More migrants risk their lives to get to Spain

TMP – 18/08/2017

Footage recorded by holidaymakers on 9 August on a beach on Spain’s southern coast showed a number of migrants suddenly arriving on a rubber dinghy.

Sunbathers on a beach in Cádiz province in southern Spain, 12 kilometres from the coast of North Africa, were shocked to see a rubber dinghy loaded with about 30 migrants suddenly land on shore. The occupants quickly ran ashore and then disappeared.

According to news agency AFP, of the around 30 migrants who arrived on the beach, nine were later found by Spanish authorities. They were all minors in their teens and are believed to be from Morocco. They are due to be taken to migrant reception centres.

The International Organization for Migration (IOM) says 11,849 people have arrived in Spain so far this year, compared with 13,246 for the whole of 2016.

“We assume that some of the change is due to the fact that the route [to Spain] is considered a safe route up to the coast through Morocco,” Joel Millman, an IOM spokesman said.

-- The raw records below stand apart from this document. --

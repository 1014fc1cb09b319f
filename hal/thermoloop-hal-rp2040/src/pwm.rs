//! PWM heater output
//!
//! The slice counter wraps at 255 so the duty value maps 1:1 onto the
//! compare register.

use embassy_rp::pwm::{Config, Pwm, SetDutyCycle};
use thermoloop_core::traits::HeaterOutput;

/// PWM counter top; one count per duty step
pub const PWM_TOP: u16 = 255;

/// PWM configuration for a heater output, starting switched off
pub fn heater_pwm_config() -> Config {
    let mut config = Config::default();
    config.top = PWM_TOP;
    config.compare_a = 0;
    config
}

/// Heater driven from PWM channel A of one slice
pub struct PwmHeater {
    pwm: Pwm<'static>,
}

impl PwmHeater {
    /// Wrap a PWM slice configured with [`heater_pwm_config`]
    pub fn new(pwm: Pwm<'static>) -> Self {
        Self { pwm }
    }
}

impl HeaterOutput for PwmHeater {
    fn set_duty(&mut self, duty: u8) {
        // Cannot fail: duty never exceeds PWM_TOP
        self.pwm.set_duty_cycle(u16::from(duty)).ok();
    }
}
//! Numeric invariants of the controller

use proptest::prelude::*;
use thermoloop_core::config::ControlConfig;
use thermoloop_core::control::{PidConfig, PidController};
use thermoloop_core::display::sample_digits;

fn default_controller() -> PidController {
    PidController::new(PidConfig::from(&ControlConfig::default()))
}

#[test]
fn constant_offset_never_flips_error_sign() {
    let mut pid = default_controller();
    pid.set_setpoint(2500);

    for _ in 0..500 {
        let out = pid.step(2300);
        let state = pid.state();
        assert!(state.error_now > 0);
        assert!(state.error_now <= 200);
        assert_eq!(out.display_value, 23);
    }
    // Heater pinned at full power while the error persists
    assert_eq!(pid.state().output, 255.0);
}

#[test]
fn error_shrinks_as_plant_approaches_setpoint() {
    let mut pid = default_controller();
    pid.set_setpoint(2500);

    let mut previous = i32::MAX;
    for sample in (2300..2500).step_by(20) {
        pid.step(sample);
        let error = pid.state().error_now;
        assert!(error >= 0);
        assert!(error < previous);
        previous = error;
    }
}

#[test]
fn display_digits_of_scaled_sample() {
    assert_eq!(sample_digits(235_000), [2, 3, 5, 0]);
}

proptest! {
    #[test]
    fn integral_and_output_stay_bounded(
        setpoint in any::<u16>(),
        samples in proptest::collection::vec(any::<u16>(), 1..200),
    ) {
        let mut pid = default_controller();
        pid.set_setpoint(setpoint);

        for sample in samples {
            let out = pid.step(sample);
            let state = pid.state();
            prop_assert!((-1000.0..=1000.0).contains(&state.integral));
            prop_assert!((0.0..=255.0).contains(&state.output));
            prop_assert_eq!(out.actuator, state.output as u8);
            prop_assert_eq!(out.display_value, sample / 100);
        }
    }

    #[test]
    fn configured_bounds_hold(
        limit in 1.0f32..5000.0,
        max in 1.0f32..255.0,
        samples in proptest::collection::vec(0u16..20_000, 1..100),
    ) {
        let config = PidConfig {
            integral_limit: limit,
            output_max: max,
            ..PidConfig::default()
        };
        let mut pid = PidController::new(config);
        pid.set_setpoint(10_000);

        for sample in samples {
            pid.step(sample);
            let state = pid.state();
            prop_assert!(state.integral >= -limit && state.integral <= limit);
            prop_assert!(state.output >= 0.0 && state.output <= max);
        }
    }

    #[test]
    fn digits_are_decimal(sample in any::<u32>()) {
        let digits = sample_digits(sample);
        prop_assert!(digits.iter().all(|&d| d <= 9));
        let value = sample / 100;
        prop_assert_eq!(u32::from(digits[3]), value % 10);
        prop_assert_eq!(u32::from(digits[2]), (value / 10) % 10);
    }
}
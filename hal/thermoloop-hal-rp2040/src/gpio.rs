//! GPIO output wrapper
//!
//! Bridges embassy-rp outputs to the `thermoloop-hal` pin trait.

use embassy_rp::gpio::Output;
use thermoloop_hal::OutputPin;

/// Push-pull output pin
pub struct Pin(Output<'static>);

impl Pin {
    pub fn new(output: Output<'static>) -> Self {
        Self(output)
    }
}

impl OutputPin for Pin {
    fn set_high(&mut self) {
        self.0.set_high();
    }

    fn set_low(&mut self) {
        self.0.set_low();
    }
}
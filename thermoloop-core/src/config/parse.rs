//! Minimal TOML parser for the regulator configuration
//!
//! Handles only the subset `thermoloop.toml` uses and needs no allocator.
//!
//! Supported:
//! - `[section]` headers
//! - `key = value` with integer, float and flat integer-array values
//! - Digit separators (`1_000`) and a leading `+`
//! - Comments (`# ...`), also after a value
//!
//! Keys that are absent keep their default value.

use super::types::{ConfigError, ControlConfig, PREFIX_DIGITS};

/// Current parsing context
#[derive(Debug, Clone, Copy, PartialEq, Eq)]
enum Section {
    Root,
    Pid,
    Schedule,
    Display,
    Serial,
}

impl Section {
    fn from_name(name: &str) -> Option<Self> {
        match name {
            "pid" => Some(Self::Pid),
            "schedule" => Some(Self::Schedule),
            "display" => Some(Self::Display),
            "serial" => Some(Self::Serial),
            _ => None,
        }
    }
}

/// Parse TOML configuration into a validated [`ControlConfig`]
pub fn parse_config(input: &str) -> Result<ControlConfig, ConfigError> {
    let mut config = ControlConfig::default();
    let mut section = Section::Root;

    for (index, raw) in input.lines().enumerate() {
        let line_no = index + 1;
        let line = strip_comment(raw).trim();

        if line.is_empty() {
            continue;
        }

        if let Some(header) = line.strip_prefix('[') {
            let name = header
                .strip_suffix(']')
                .ok_or(ConfigError::InvalidSection { line: line_no })?;
            section = Section::from_name(name.trim())
                .ok_or(ConfigError::InvalidSection { line: line_no })?;
            continue;
        }

        let (key, value) = line
            .split_once('=')
            .ok_or(ConfigError::UnknownKey { line: line_no })?;
        apply(&mut config, section, key.trim(), value.trim(), line_no)?;
    }

    config.validate()?;
    Ok(config)
}

fn apply(
    config: &mut ControlConfig,
    section: Section,
    key: &str,
    value: &str,
    line: usize,
) -> Result<(), ConfigError> {
    match (section, key) {
        (Section::Pid, "kp") => config.gains.kp = parse_f32(value, line)?,
        (Section::Pid, "ki") => config.gains.ki = parse_f32(value, line)?,
        (Section::Pid, "kd") => config.gains.kd = parse_f32(value, line)?,
        (Section::Pid, "integral_limit") => config.integral_limit = parse_f32(value, line)?,
        (Section::Pid, "output_min") => config.output_min = parse_f32(value, line)?,
        (Section::Pid, "output_max") => config.output_max = parse_f32(value, line)?,
        (Section::Schedule, "tick_ms") => config.tick_period_ms = parse_u32(value, line)?,
        (Section::Schedule, "telemetry_every") => {
            config.telemetry_divisor = parse_u32(value, line)?
        }
        (Section::Display, "prefix") => config.display_prefix = parse_digits(value, line)?,
        (Section::Serial, "baudrate") => config.baudrate = parse_u32(value, line)?,
        _ => return Err(ConfigError::UnknownKey { line }),
    }
    Ok(())
}

/// Drop everything from the first `#`
fn strip_comment(line: &str) -> &str {
    match line.find('#') {
        Some(pos) => &line[..pos],
        None => line,
    }
}

/// Longest numeric literal accepted after removing separators
const MAX_NUMBER_LEN: usize = 32;

/// Drop a leading `+` and TOML digit separators (`1_000.0`)
///
/// An underscore must sit between two digits.
fn strip_separators<'a>(value: &str, buf: &'a mut [u8; MAX_NUMBER_LEN]) -> Option<&'a str> {
    let bytes = value.strip_prefix('+').unwrap_or(value).as_bytes();
    let mut len = 0;
    let mut prev_digit = false;

    for (i, &b) in bytes.iter().enumerate() {
        if b == b'_' {
            let next_digit = bytes.get(i + 1).is_some_and(u8::is_ascii_digit);
            if !(prev_digit && next_digit) {
                return None;
            }
            prev_digit = false;
            continue;
        }
        *buf.get_mut(len)? = b;
        len += 1;
        prev_digit = b.is_ascii_digit();
    }

    core::str::from_utf8(&buf[..len]).ok()
}

fn parse_f32(value: &str, line: usize) -> Result<f32, ConfigError> {
    let mut buf = [0u8; MAX_NUMBER_LEN];
    strip_separators(value, &mut buf)
        .and_then(|v| v.parse::<f32>().ok())
        .ok_or(ConfigError::InvalidValue { line })
}

fn parse_u32(value: &str, line: usize) -> Result<u32, ConfigError> {
    let mut buf = [0u8; MAX_NUMBER_LEN];
    strip_separators(value, &mut buf)
        .filter(|v| v.bytes().all(|b| b.is_ascii_digit()))
        .and_then(|v| v.parse::<u32>().ok())
        .ok_or(ConfigError::InvalidValue { line })
}

fn parse_digits(value: &str, line: usize) -> Result<[u8; PREFIX_DIGITS], ConfigError> {
    let inner = value
        .strip_prefix('[')
        .and_then(|v| v.strip_suffix(']'))
        .ok_or(ConfigError::InvalidValue { line })?;

    let mut digits = [0u8; PREFIX_DIGITS];
    let mut count = 0;
    for item in inner.split(',') {
        let item = item.trim();
        // Trailing comma
        if item.is_empty() {
            continue;
        }
        let slot = digits
            .get_mut(count)
            .ok_or(ConfigError::InvalidValue { line })?;
        let digit = parse_u32(item, line)?;
        *slot = u8::try_from(digit).map_err(|_| ConfigError::InvalidValue { line })?;
        count += 1;
    }

    if count != PREFIX_DIGITS {
        return Err(ConfigError::InvalidValue { line });
    }
    Ok(digits)
}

Chief IOM spokesman Flavio Di Giacomo suggested that migrants may be changing their routes after hearing about the deteriorating situation in Libya.

“Back in January, when we had a surge of arrivals, the migrants said that was because the smugglers told them that the Libyan coast guard would soon start stopping boats. So they are very well informed,” Di Giacomo said.
Many of those travelling to Europe through Morocco are from West Africa, including Senegal, Gambia, Guinea and Ivory Coast.

As the flow of migrants to Spain increases after Libya’s recent crackdown on smuggler boats, human rights organisations, including Médecins Sans Frontières (MSF) also known as Doctors Without Borders, say that Spanish migrant reception centres are overloaded and do not respond to the needs of new arrivals.

According to a Human Rights Watch report issued last month, asylum seekers and other migrants arriving by sea to Spanish shores are often held in poor conditions and face obstacles in applying for asylum. They can be held for days in cells in police stations and are often placed in longer-term immigration detention facilities pending deportation.